Автопортрет. 1828
Государственная Третьяковская галерея, Москва
По прошествии восьми лет на пороге новой встречи со своей любимой Италией,конечно, не ведая, что навсегда покидает родину, Кипренский написал новый автопортрет. Он здесь дома, он неустанно трудится и, судя по количеству заказов, можно сказать, преуспевает. Он изобразил себя за работой; может быть, именно таким - щеголеватым, в своей модной артистически-рабочей одежде, он представал перед теми, кто позировал ему; он вглядывается в противостоящую ему «натуру»... Если и был справедлив упрек одного современника в его адрес, что он злоупотребляет красными красками в поздних портретах, то вряд ли этот упрек уместен здесь, когда мы обнаруживаем красноту век.
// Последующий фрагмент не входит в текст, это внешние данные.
//! # landing
//!
//! Interaction logic for a single landing page: mobile navigation, in-page
//! anchor scrolling, the contact form, and the scroll-reactive navbar.
//!
//! Nothing in this crate touches the DOM. Each handler on [`PageController`]
//! takes a snapshot of the event and returns the [`Effect`]s the page should
//! apply, so the whole behavior can be unit-tested on the host. The browser
//! side lives in the `landing_web` crate.
//!
//! ## Quick Start
//!
//! ```
//! use landing::prelude::*;
//!
//! let mut page = PageController::new(PageConfig::default());
//!
//! let effects = page.on_toggle_click();
//! assert!(effects.contains(&Effect::SetNavOpen(true)));
//!
//! let effects = page.on_key("Escape");
//! assert!(effects.contains(&Effect::SetNavOpen(false)));
//! ```
//!
//! ## Feature Flags
//!
//! - `serde` (default): JSON configuration loading via [`PageConfig::from_json`]
//!
//! ## Modules
//!
//! - [`controller`]: the page controller and its effect vocabulary
//! - [`nav`]: open/closed state of the mobile menu
//! - [`anchor`]: fragment parsing and scroll target math
//! - [`form`]: contact form validation
//! - [`counter`]: live character counter tiers
//! - [`navbar`]: scroll direction tracking for the fixed navbar
//! - [`submit`]: cancellable simulated submission lifecycle
//! - [`config`]: selectors, thresholds, colors and messages

pub mod anchor;
pub mod config;
pub mod controller;
pub mod counter;
pub mod error;
pub mod form;
pub mod nav;
pub mod navbar;
pub mod submit;

pub use config::PageConfig;
pub use controller::{DocumentProbe, Effect, PageController};
pub use error::PageError;

pub mod prelude {
    pub use crate::config::PageConfig;
    pub use crate::controller::{ClickTarget, DocumentProbe, Effect, PageController};
    pub use crate::error::PageError;
    pub use crate::form::{Field, FieldError, FormInput};
    pub use crate::submit::SubmitTicket;
}
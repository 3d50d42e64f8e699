use thiserror::Error;

/// Failures surfaced while wiring the page up.
///
/// Validation problems in the contact form are not errors: they are reported
/// per field through [`crate::form::FieldError`].
#[derive(Debug, Error, Clone, PartialEq, Eq)]
pub enum PageError {
    /// A required element is absent from the document.
    #[error("missing element: {selector}")]
    MissingElement { selector: String },

    /// An element exists but is not the kind the page expects (e.g. `#message`
    /// is not a textarea or input).
    #[error("element {selector} is not a {expected}")]
    UnexpectedElement {
        selector: String,
        expected: &'static str,
    },

    #[error("config: {0}")]
    Config(String),

    /// A browser API call threw.
    #[error("{context}: {message}")]
    Dom { context: String, message: String },
}

impl PageError {
    pub fn missing(selector: impl Into<String>) -> Self {
        PageError::MissingElement {
            selector: selector.into(),
        }
    }

    pub fn dom(context: impl Into<String>, message: impl Into<String>) -> Self {
        PageError::Dom {
            context: context.into(),
            message: message.into(),
        }
    }
}

#[cfg(test)]
mod tests {
    use super::*;

    #[test]
    fn messages_name_the_selector() {
        let e = PageError::missing("#navMenu");
        assert_eq!(e.to_string(), "missing element: #navMenu");

        let e = PageError::UnexpectedElement {
            selector: "#message".to_string(),
            expected: "text field",
        };
        assert_eq!(e.to_string(), "element #message is not a text field");
    }
}
use std::{io, path::PathBuf};

use folio_render::RenderError;
use thiserror::Error;

/// Top-level error type for the folio binary.
#[derive(Debug, Error)]
pub enum FolioError {
  #[error("Configuration error: {0}")]
  Config(String),

  #[error("I/O error: {0}")]
  Io(#[from] io::Error),

  #[error("Failed to read {}: {source}", path.display())]
  Read {
    path:   PathBuf,
    #[source]
    source: io::Error,
  },

  #[error("Failed to render {}: {source}", path.display())]
  Render {
    path:   PathBuf,
    #[source]
    source: RenderError,
  },

  #[error("Serde error: {0}")]
  Serde(#[from] serde_json::Error),

  #[error("TOML serialization error: {0}")]
  TomlSer(#[from] toml::ser::Error),
}

pub type Result<T> = std::result::Result<T, FolioError>;
//! Host default rendering for node types without a registered renderer.
//!
//! This is the plain HTML mapping a presentation layer applies to a tag it has
//! no component for. Raw markup from the source is escaped like any text.
use crate::{
  node::NodeKind,
  output::{Element, Rendered},
  registry::Props,
  table::materialize,
};

/// Render `props` with the plain element for its node kind.
#[must_use]
pub fn render_default(props: Props<'_>) -> Rendered {
  let Props {
    node,
    children,
    table,
  } = props;

  match &node.kind {
    NodeKind::Document | NodeKind::TableCell | NodeKind::Other { .. } => {
      Rendered::Fragment(children)
    },
    NodeKind::Paragraph => wrap("p", children),
    NodeKind::Heading { level } => wrap(&format!("h{level}"), children),
    NodeKind::Text(value) => Rendered::text(value.clone()),
    NodeKind::Emphasis => wrap("em", children),
    NodeKind::Strong => wrap("strong", children),
    NodeKind::Strikethrough => wrap("del", children),
    NodeKind::Link { href, title, attrs } => {
      let mut link = Element::new("a");
      if let Some(href) = href {
        link.attrs.set("href", href);
      }
      if let Some(title) = title {
        link.attrs.set("title", title);
      }
      link.attrs(attrs).children(children).into()
    },
    NodeKind::Image {
      src,
      alt,
      title,
      attrs,
    } => {
      let mut image = Element::new("img").attr("src", src).attr("alt", alt);
      if let Some(title) = title {
        image.attrs.set("title", title);
      }
      image.attrs(attrs).into()
    },
    NodeKind::Code { literal, attrs, .. } => {
      Element::new("code")
        .attrs(attrs)
        .child(Rendered::text(literal.clone()))
        .into()
    },
    NodeKind::Pre => wrap("pre", children),
    NodeKind::Table(_) => {
      table.map_or_else(
        || Rendered::Fragment(Vec::new()),
        |table| materialize(table).into(),
      )
    },
    NodeKind::BlockQuote => wrap("blockquote", children),
    NodeKind::List { ordered: true, start } => {
      let mut list = Element::new("ol");
      if let Some(start) = start.filter(|start| *start != 1) {
        list.attrs.set("start", start.to_string());
      }
      list.children(children).into()
    },
    NodeKind::List { ordered: false, .. } => wrap("ul", children),
    NodeKind::ListItem => wrap("li", children),
    NodeKind::ThematicBreak => Element::new("hr").into(),
    NodeKind::SoftBreak => Rendered::text("\n"),
    NodeKind::LineBreak => Element::new("br").into(),
    NodeKind::Html(markup) => Rendered::text(markup.clone()),
  }
}

fn wrap(name: &str, children: Vec<Rendered>) -> Rendered {
  Element::new(name).children(children).into()
}
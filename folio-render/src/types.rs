//! Types for the folio-render public API.
use serde::Serialize;

use crate::output::Rendered;

/// A heading of a rendered document.
#[derive(Debug, Clone, Serialize, PartialEq, Eq)]
pub struct Header {
  /// Heading text, without markup.
  pub text:  String,
  /// Heading level (1-6).
  pub level: u8,
  /// Anchor ID of the heading.
  pub id:    String,
}

/// Result of rendering one document.
#[derive(Debug, Clone, Serialize, PartialEq, Eq)]
pub struct RenderedDocument {
  /// The rendered output tree.
  pub tree: Rendered,

  /// Headings in document order (for `ToC`, navigation, etc).
  pub headers: Vec<Header>,

  /// Text of the first H1, if any.
  pub title: Option<String>,
}

impl RenderedDocument {
  /// Serialize the output tree to HTML.
  #[must_use]
  pub fn html(&self) -> String {
    self.tree.to_html()
  }
}
//! The tokenizer seam and the manager that resolves languages for it.
use std::collections::HashMap;

use super::error::{SyntaxError, SyntaxResult};

/// Languages that name the plain-text grammar of most backends.
const PLAIN_LANGUAGES: [&str; 3] = ["text", "plain", "plaintext"];

/// A pluggable tokenizer.
///
/// Implementations turn source text into highlighted markup. The markup they
/// return is injected into the output without further escaping, so every
/// implementation must escape the source text it embeds.
pub trait SyntaxHighlighter: Send + Sync {
  /// Name of this backend, for logs.
  fn name(&self) -> &'static str;

  /// Language names and extensions this backend has grammars for.
  fn supported_languages(&self) -> Vec<String>;

  /// Theme names accepted by [`SyntaxHighlighter::stylesheet`].
  fn available_themes(&self) -> Vec<String>;

  /// Check if a language is supported (case-insensitive).
  fn supports_language(&self, language: &str) -> bool {
    self
      .supported_languages()
      .iter()
      .any(|lang| lang.eq_ignore_ascii_case(language))
  }

  /// Check if a theme is available (case-insensitive).
  fn has_theme(&self, theme: &str) -> bool {
    self
      .available_themes()
      .iter()
      .any(|t| t.eq_ignore_ascii_case(theme))
  }

  /// Tokenize `code` as `language` and return escaped, highlighted markup.
  ///
  /// # Errors
  ///
  /// Returns an error if the tokenizer fails.
  fn highlight(&self, code: &str, language: &str) -> SyntaxResult<String>;

  /// CSS that styles the markup produced by [`SyntaxHighlighter::highlight`].
  ///
  /// # Errors
  ///
  /// Returns an error if the theme is unknown or cannot be converted.
  fn stylesheet(&self, theme: &str) -> SyntaxResult<String>;

  /// Detect language from a file extension.
  fn language_from_extension(&self, extension: &str) -> Option<String>;
}

/// Configuration for syntax highlighting.
#[derive(Debug, Clone)]
pub struct SyntaxConfig {
  /// Theme used for stylesheets when none is requested.
  pub default_theme: Option<String>,

  /// Language assumed for code spans that do not declare one.
  pub default_language: Option<String>,

  /// Language aliases for mapping common names to supported languages.
  pub language_aliases: HashMap<String, String>,

  /// Whether to fall back to plain text for unsupported languages.
  pub fallback_to_plain: bool,
}

impl Default for SyntaxConfig {
  fn default() -> Self {
    let language_aliases = [
      ("js", "javascript"),
      ("jsx", "javascript"),
      ("mjs", "javascript"),
      ("ts", "typescript"),
      ("tsx", "typescript"),
      ("py", "python"),
      ("rb", "ruby"),
      ("rs", "rust"),
      ("sh", "bash"),
      ("shell", "bash"),
      ("zsh", "bash"),
      ("yml", "yaml"),
      ("md", "markdown"),
      ("mdx", "markdown"),
    ]
    .into_iter()
    .map(|(alias, language)| (alias.to_string(), language.to_string()))
    .collect();

    Self {
      default_theme: None,
      default_language: Some("javascript".to_string()),
      language_aliases,
      fallback_to_plain: true,
    }
  }
}

/// High-level syntax highlighting manager.
///
/// Wraps a backend with language alias resolution and plain-text fallback
/// for languages the backend has no grammar for.
pub struct SyntaxManager {
  highlighter: Box<dyn SyntaxHighlighter>,
  config:      SyntaxConfig,
}

impl SyntaxManager {
  /// Create a new syntax manager with the given highlighter and config.
  #[must_use]
  pub fn new(
    highlighter: Box<dyn SyntaxHighlighter>,
    config: SyntaxConfig,
  ) -> Self {
    Self {
      highlighter,
      config,
    }
  }

  /// Create a new syntax manager with the default configuration.
  #[must_use]
  pub fn with_highlighter(highlighter: Box<dyn SyntaxHighlighter>) -> Self {
    Self::new(highlighter, SyntaxConfig::default())
  }

  #[must_use]
  pub fn highlighter(&self) -> &dyn SyntaxHighlighter {
    self.highlighter.as_ref()
  }

  #[must_use]
  pub const fn config(&self) -> &SyntaxConfig {
    &self.config
  }

  pub fn config_mut(&mut self) -> &mut SyntaxConfig {
    &mut self.config
  }

  /// Resolve a language name using aliases.
  #[must_use]
  pub fn resolve_language(&self, language: &str) -> String {
    let lowered = language.to_lowercase();
    self
      .config
      .language_aliases
      .get(&lowered)
      .cloned()
      .unwrap_or(lowered)
  }

  /// Highlight code, resolving the language and falling back to plain text
  /// when the backend has no grammar for it.
  ///
  /// `None` uses the configured default language.
  ///
  /// # Errors
  ///
  /// Returns [`SyntaxError::UnsupportedLanguage`] when neither the language
  /// nor a plain-text grammar is available, or whatever error the backend
  /// raises while tokenizing.
  pub fn highlight_code(
    &self,
    code: &str,
    language: Option<&str>,
  ) -> SyntaxResult<String> {
    let requested = language
      .or(self.config.default_language.as_deref())
      .unwrap_or("text");
    let resolved = self.resolve_language(requested);

    if self.highlighter.supports_language(&resolved) {
      log::trace!("Highlighting {} bytes as {resolved}", code.len());
      return self.highlighter.highlight(code, &resolved);
    }

    if self.config.fallback_to_plain {
      if let Some(plain) = PLAIN_LANGUAGES
        .into_iter()
        .find(|plain| self.highlighter.supports_language(plain))
      {
        log::debug!(
          "{} has no grammar for '{resolved}', highlighting as {plain}",
          self.highlighter.name()
        );
        return self.highlighter.highlight(code, plain);
      }
    }

    Err(SyntaxError::UnsupportedLanguage(resolved))
  }

  /// Stylesheet for `theme`, or for the configured default theme.
  ///
  /// # Errors
  ///
  /// Returns [`SyntaxError::ThemeNotFound`] if no theme is given and none is
  /// configured, or the backend's error for an unknown theme.
  pub fn stylesheet(&self, theme: Option<&str>) -> SyntaxResult<String> {
    let theme = theme
      .or(self.config.default_theme.as_deref())
      .ok_or_else(|| SyntaxError::ThemeNotFound(String::new()))?;
    self.highlighter.stylesheet(theme)
  }
}

impl std::fmt::Debug for SyntaxManager {
  fn fmt(&self, f: &mut std::fmt::Formatter<'_>) -> std::fmt::Result {
    f.debug_struct("SyntaxManager")
      .field("highlighter", &self.highlighter.name())
      .field("config", &self.config)
      .finish()
  }
}
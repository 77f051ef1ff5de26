use std::path::PathBuf;

use clap::{Parser, Subcommand, ValueEnum};
use folio_render::HeadingIds;
use serde::{Deserialize, Serialize};

/// Command line interface for folio
#[derive(Parser, Debug)]
#[command(author, version, about = "folio: render Markdown documents to HTML")]
pub struct Cli {
  /// Subcommand to execute (see [`Commands`])
  #[command(subcommand)]
  pub command: Commands,

  /// Enable verbose debug logging
  #[arg(short, long, global = true)]
  pub verbose: bool,

  /// Path to a configuration file (TOML or JSON). Command line flags override
  /// values from the file.
  #[arg(short = 'c', long = "config-file", global = true)]
  pub config_file: Option<PathBuf>,
}

/// Output written for each rendered document.
#[derive(
  ValueEnum, Debug, Clone, Copy, Default, PartialEq, Eq, Serialize, Deserialize,
)]
#[serde(rename_all = "lowercase")]
pub enum OutputFormat {
  /// Serialized HTML.
  #[default]
  Html,
  /// The output tree, headers and title as JSON.
  Json,
}

impl OutputFormat {
  /// File extension for documents written in this format.
  #[must_use]
  pub const fn extension(self) -> &'static str {
    match self {
      Self::Html => "html",
      Self::Json => "json",
    }
  }
}

/// All supported subcommands for the folio CLI.
#[derive(Subcommand, Debug)]
pub enum Commands {
  /// Render Markdown documents.
  Render {
    /// Markdown files to render.
    #[arg(required = true)]
    inputs: Vec<PathBuf>,

    /// Directory to write `<stem>.html` or `<stem>.json` files to. Documents
    /// are printed to stdout when omitted.
    #[arg(short, long)]
    output_dir: Option<PathBuf>,

    /// Output format.
    #[arg(short = 'F', long, value_enum)]
    format: Option<OutputFormat>,

    /// Theme for code highlighting.
    #[arg(short, long)]
    theme: Option<String>,

    /// Emit code as plain escaped text.
    #[arg(long = "no-highlight", action = clap::ArgAction::SetTrue)]
    no_highlight: bool,

    /// Reject tables whose rows do not match the header length.
    #[arg(long = "strict-tables", action = clap::ArgAction::SetTrue)]
    strict_tables: bool,

    /// How repeated heading IDs are handled.
    #[arg(long = "heading-ids", value_enum)]
    heading_ids: Option<HeadingIds>,

    /// Number of threads to use for parallel rendering.
    #[arg(short = 'j', long = "jobs")]
    jobs: Option<usize>,
  },

  /// Print or write the CSS for highlighted code.
  Stylesheet {
    /// Theme to generate the stylesheet for.
    #[arg(short, long)]
    theme: Option<String>,

    /// File to write the stylesheet to.
    #[arg(short, long)]
    output: Option<PathBuf>,
  },

  /// Initialize a new folio configuration file
  Init {
    /// Path to create the configuration file at
    #[arg(short, long, default_value = "folio.toml")]
    output: PathBuf,

    /// Format of the configuration file.
    #[arg(short = 'F', long, default_value = "toml", value_parser = ["toml", "json"])]
    format: String,

    /// Force overwrite if file already exists
    #[arg(short, long)]
    force: bool,
  },
}

impl Cli {
  /// Parse command line arguments into a [`Cli`] struct.
  #[must_use]
  pub fn parse_args() -> Self {
    Self::parse()
  }
}
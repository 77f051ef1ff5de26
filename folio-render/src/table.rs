//! Structured tables.
//!
//! A table is a header sequence plus rows of cells. Row lengths are not
//! checked against the header by default: a short row renders fewer cells,
//! a long row renders cells without a header.
use serde::{Deserialize, Serialize};

use crate::{
  error::{RenderError, RenderResult},
  output::{Element, Rendered},
};

/// Headers and rows of a table, generic over the cell type.
#[derive(Debug, Clone, PartialEq, Eq, Serialize, Deserialize)]
pub struct TableData<C> {
  pub headers: Vec<C>,
  #[serde(default)]
  pub rows:    Vec<Vec<C>>,
}

impl<C> TableData<C> {
  #[must_use]
  pub const fn new(headers: Vec<C>, rows: Vec<Vec<C>>) -> Self {
    Self { headers, rows }
  }

  /// Convert every cell, keeping the shape.
  pub fn map<D>(self, mut f: impl FnMut(C) -> D) -> TableData<D> {
    TableData {
      headers: self.headers.into_iter().map(&mut f).collect(),
      rows:    self
        .rows
        .into_iter()
        .map(|row| row.into_iter().map(&mut f).collect())
        .collect(),
    }
  }

  /// Convert every cell by reference, stopping at the first error.
  ///
  /// # Errors
  ///
  /// Returns the first error produced by `f`.
  pub fn try_map_ref<D, E>(
    &self,
    mut f: impl FnMut(&C) -> Result<D, E>,
  ) -> Result<TableData<D>, E> {
    let headers = self
      .headers
      .iter()
      .map(&mut f)
      .collect::<Result<Vec<D>, E>>()?;
    let rows = self
      .rows
      .iter()
      .map(|row| row.iter().map(&mut f).collect::<Result<Vec<D>, E>>())
      .collect::<Result<Vec<_>, E>>()?;
    Ok(TableData { headers, rows })
  }

  /// Index and length of the first row whose length differs from the header.
  #[must_use]
  pub fn first_ragged_row(&self) -> Option<(usize, usize)> {
    self
      .rows
      .iter()
      .enumerate()
      .find(|(_, row)| row.len() != self.headers.len())
      .map(|(index, row)| (index, row.len()))
  }
}

impl<C> Default for TableData<C> {
  fn default() -> Self {
    Self {
      headers: Vec::new(),
      rows:    Vec::new(),
    }
  }
}

/// Whether ragged tables are accepted.
#[derive(
  Debug, Clone, Copy, Default, PartialEq, Eq, Serialize, Deserialize,
)]
#[serde(rename_all = "lowercase")]
pub enum TableMode {
  /// Render rows as given.
  #[default]
  Lenient,
  /// Reject any row whose length differs from the header.
  Strict,
}

/// Check a table against `mode`.
///
/// # Errors
///
/// In [`TableMode::Strict`], returns [`RenderError::RaggedTable`] for the first
/// row whose cell count differs from the header count.
pub fn check_shape<C>(data: &TableData<C>, mode: TableMode) -> RenderResult<()> {
  if mode == TableMode::Lenient {
    return Ok(());
  }
  match data.first_ragged_row() {
    Some((row, found)) => {
      Err(RenderError::RaggedTable {
        row,
        expected: data.headers.len(),
        found,
      })
    },
    None => Ok(()),
  }
}

/// Build a `<table>` element from rendered cells.
///
/// One header row with a `th` per header, then one `tr` per row with a `td`
/// per cell of that row. Order is preserved exactly.
#[must_use]
pub fn materialize(data: TableData<Rendered>) -> Element {
  let header_row = Element::new("tr").children(
    data
      .headers
      .into_iter()
      .map(|cell| Rendered::from(Element::new("th").child(cell))),
  );

  let body_rows = data.rows.into_iter().map(|row| {
    Rendered::from(Element::new("tr").children(
      row
        .into_iter()
        .map(|cell| Rendered::from(Element::new("td").child(cell))),
    ))
  });

  Element::new("table")
    .child(Element::new("thead").child(header_row))
    .child(Element::new("tbody").children(body_rows))
}
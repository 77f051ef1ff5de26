use regex::Regex;

/// Compile a pattern that is known to be valid.
///
/// A failure is logged and replaced by a pattern that never matches, so a
/// typo in a static pattern degrades a single transformation instead of
/// aborting the render.
pub(crate) fn static_regex(name: &str, pattern: &str) -> Regex {
  Regex::new(pattern).unwrap_or_else(|e| {
    log::error!(
      "Failed to compile {name} regex: {e}\n Falling back to never matching \
       regex."
    );
    never_matching_regex()
  })
}

/// Create a regex that never matches anything.
#[must_use]
pub(crate) fn never_matching_regex() -> Regex {
  #[allow(
    clippy::expect_used,
    reason = "This pattern is guaranteed to be valid"
  )]
  Regex::new(r"[^\s\S]").expect("regex pattern [^\\s\\S] should always compile")
}
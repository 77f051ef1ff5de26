//! The document renderer: parse, build the registry, walk the tree.
//!
//! Every call to [`DocumentRenderer::render`] builds its own [`Registry`] and
//! [`RenderContext`]; nothing carries over between calls, so one renderer can
//! be shared across threads rendering different documents.
use std::{collections::HashMap, sync::Arc};

use log::{debug, trace};

use crate::{
  error::{RenderError, RenderResult},
  highlight::{SyntaxManager, SyntaxResult, create_default_manager},
  host,
  node::{MAX_NESTING_DEPTH, Node, NodeKind},
  options::RenderOptions,
  output::Rendered,
  parse::parse_document,
  registry::{Props, Registry, RendererOverrides},
  slug::{SlugTracker, slugify},
  types::{Header, RenderedDocument},
};

/// State shared by the renderers of a single render call.
#[derive(Debug)]
pub struct RenderContext<'a> {
  options:     &'a RenderOptions,
  syntax:      Option<&'a SyntaxManager>,
  heading_ids: HashMap<*const Node, String>,
}

impl<'a> RenderContext<'a> {
  /// Context for rendering `tree`, with every heading ID assigned up front.
  #[must_use]
  pub fn new(
    options: &'a RenderOptions,
    syntax: Option<&'a SyntaxManager>,
    tree: &Node,
  ) -> Self {
    let heading_ids = index_headings(tree, options)
      .into_iter()
      .map(|(node, header)| (std::ptr::from_ref(node), header.id))
      .collect();
    Self {
      options,
      syntax,
      heading_ids,
    }
  }

  #[must_use]
  pub const fn options(&self) -> &RenderOptions {
    self.options
  }

  /// The syntax manager, if highlighting is available.
  #[must_use]
  pub const fn syntax(&self) -> Option<&SyntaxManager> {
    self.syntax
  }

  /// Anchor ID of `heading`, a node of the tree being rendered.
  ///
  /// This is the ID listed for it in [`RenderedDocument::headers`], whichever
  /// renderers handle the other headings. A node from outside the tree gets
  /// its plain slug.
  #[must_use]
  pub fn heading_id(&self, heading: &Node) -> String {
    self
      .heading_ids
      .get(&std::ptr::from_ref(heading))
      .cloned()
      .unwrap_or_else(|| slugify(&heading.text_content()))
  }
}

/// Renders documents to output trees.
///
/// Can be cheaply cloned since it uses `Arc` internally for the syntax manager.
#[derive(Debug, Clone)]
pub struct DocumentRenderer {
  options: RenderOptions,
  syntax:  Option<Arc<SyntaxManager>>,
}

impl DocumentRenderer {
  /// Create a renderer using the default highlighting backend.
  ///
  /// If no backend is available the renderer is still created; rendering code
  /// then fails unless `highlight_code` is off.
  #[must_use]
  pub fn new(options: RenderOptions) -> Self {
    let syntax = if options.highlight_code {
      match create_default_manager() {
        Ok(manager) => Some(manager),
        Err(e) => {
          log::warn!("Syntax highlighting unavailable: {e}");
          None
        },
      }
    } else {
      None
    };
    Self::build(options, syntax)
  }

  /// Create a renderer with a specific syntax manager.
  #[must_use]
  pub fn with_syntax_manager(
    options: RenderOptions,
    manager: SyntaxManager,
  ) -> Self {
    Self::build(options, Some(manager))
  }

  fn build(options: RenderOptions, syntax: Option<SyntaxManager>) -> Self {
    let syntax = syntax.map(|mut manager| {
      if let Some(language) = &options.default_language {
        manager.config_mut().default_language = Some(language.clone());
      }
      if let Some(theme) = &options.highlight_theme {
        manager.config_mut().default_theme = Some(theme.clone());
      }
      Arc::new(manager)
    });
    Self { options, syntax }
  }

  /// Access renderer options.
  #[must_use]
  pub const fn options(&self) -> &RenderOptions {
    &self.options
  }

  #[must_use]
  pub fn syntax_manager(&self) -> Option<&SyntaxManager> {
    self.syntax.as_deref()
  }

  /// Parse `source` into a node tree with this renderer's options.
  ///
  /// # Errors
  ///
  /// Fails when the document nests deeper than [`MAX_NESTING_DEPTH`].
  pub fn parse(&self, source: &str) -> RenderResult<Node> {
    parse_document(source, &self.options)
  }

  /// Parse and render a document.
  ///
  /// # Errors
  ///
  /// Returns the first error raised by any renderer, including highlighter
  /// failures, or [`RenderError::NestingTooDeep`] for a document nested past
  /// [`MAX_NESTING_DEPTH`]. Nothing is recovered locally.
  pub fn render(
    &self,
    source: &str,
    overrides: Option<&RendererOverrides>,
  ) -> RenderResult<RenderedDocument> {
    let tree = self.parse(source)?;
    self.render_tree(&tree, overrides)
  }

  /// Render an already parsed node tree.
  ///
  /// # Errors
  ///
  /// See [`DocumentRenderer::render`].
  pub fn render_tree(
    &self,
    tree: &Node,
    overrides: Option<&RendererOverrides>,
  ) -> RenderResult<RenderedDocument> {
    if tree.depth() > MAX_NESTING_DEPTH {
      return Err(RenderError::NestingTooDeep {
        limit: MAX_NESTING_DEPTH,
      });
    }

    let registry = Registry::build(overrides);
    debug!("Rendering with registry {registry:?}");

    let cx = RenderContext::new(&self.options, self.syntax.as_deref(), tree);
    let rendered = render_node(tree, &registry, &cx)?;
    let (headers, title) = extract_headers(tree, &self.options);

    Ok(RenderedDocument {
      tree: rendered,
      headers,
      title,
    })
  }

  /// CSS for the highlight markup, using the configured theme.
  ///
  /// # Errors
  ///
  /// Fails when no backend is available or the theme is unknown.
  pub fn stylesheet(&self) -> SyntaxResult<String> {
    match self.syntax_manager() {
      Some(manager) => {
        manager.stylesheet(self.options.highlight_theme.as_deref())
      },
      None => create_default_manager()?
        .stylesheet(self.options.highlight_theme.as_deref()),
    }
  }
}

/// Render `node` after its children, dispatching on its type.
fn render_node(
  node: &Node,
  registry: &Registry,
  cx: &RenderContext<'_>,
) -> RenderResult<Rendered> {
  let children = node
    .children
    .iter()
    .map(|child| render_node(child, registry, cx))
    .collect::<RenderResult<Vec<_>>>()?;

  let table = match &node.kind {
    NodeKind::Table(data) => {
      Some(data.try_map_ref(|cell| render_node(cell, registry, cx))?)
    },
    _ => None,
  };

  let props = Props {
    node,
    children,
    table,
  };

  let node_type = node.node_type();
  match registry.get(&node_type) {
    Some(renderer) => {
      trace!("Dispatching '{node_type}' to registry");
      renderer.render(props, cx)
    },
    None => Ok(host::render_default(props)),
  }
}

/// Collect headings and the document title from a node tree.
///
/// Headings are listed in [`Node::descendants`] order, table cells included,
/// with the same IDs [`RenderContext::heading_id`] hands to the renderers.
#[must_use]
pub fn extract_headers(
  tree: &Node,
  options: &RenderOptions,
) -> (Vec<Header>, Option<String>) {
  let headers: Vec<Header> = index_headings(tree, options)
    .into_iter()
    .map(|(_, header)| header)
    .collect();
  let title = headers
    .iter()
    .find(|header| header.level == 1)
    .map(|header| header.text.clone());
  (headers, title)
}

/// Every heading of `tree` paired with its header entry.
fn index_headings<'t>(
  tree: &'t Node,
  options: &RenderOptions,
) -> Vec<(&'t Node, Header)> {
  let mut slugs = SlugTracker::new(options.heading_ids);
  tree
    .descendants()
    .filter_map(|node| {
      let NodeKind::Heading { level } = node.kind else {
        return None;
      };
      let text = node.text_content();
      let id = slugs.assign(&text);
      Some((node, Header {
        text: text.trim().to_string(),
        level,
        id,
      }))
    })
    .collect()
}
Кипренский очень редко пользовался мелкими белильными бликами в передаче влажности глаз, используя этот прием в изображении глаз пожилых людей. Обычно же он предпочитал мягкую бархатистость взгляда. Здесь же мы замечаем красноватые и как бы слезящиеся глаза, усталые, с напряженным, чуть беспокойным вопрошающим взглядом. В складке губ остановилась какая-то заученно любезная полуулыбка, кажущаяся жалкой. Это уже не то упоенное самосозерцание, какое мы видим на уффицианском портрете, а исповедь утомленного, втайне от самого себя опасающегося притупления зоркости труженика. Подобные черты беспокойства и тревоги не проступали с такой психологической определенностью в прежних его портретах.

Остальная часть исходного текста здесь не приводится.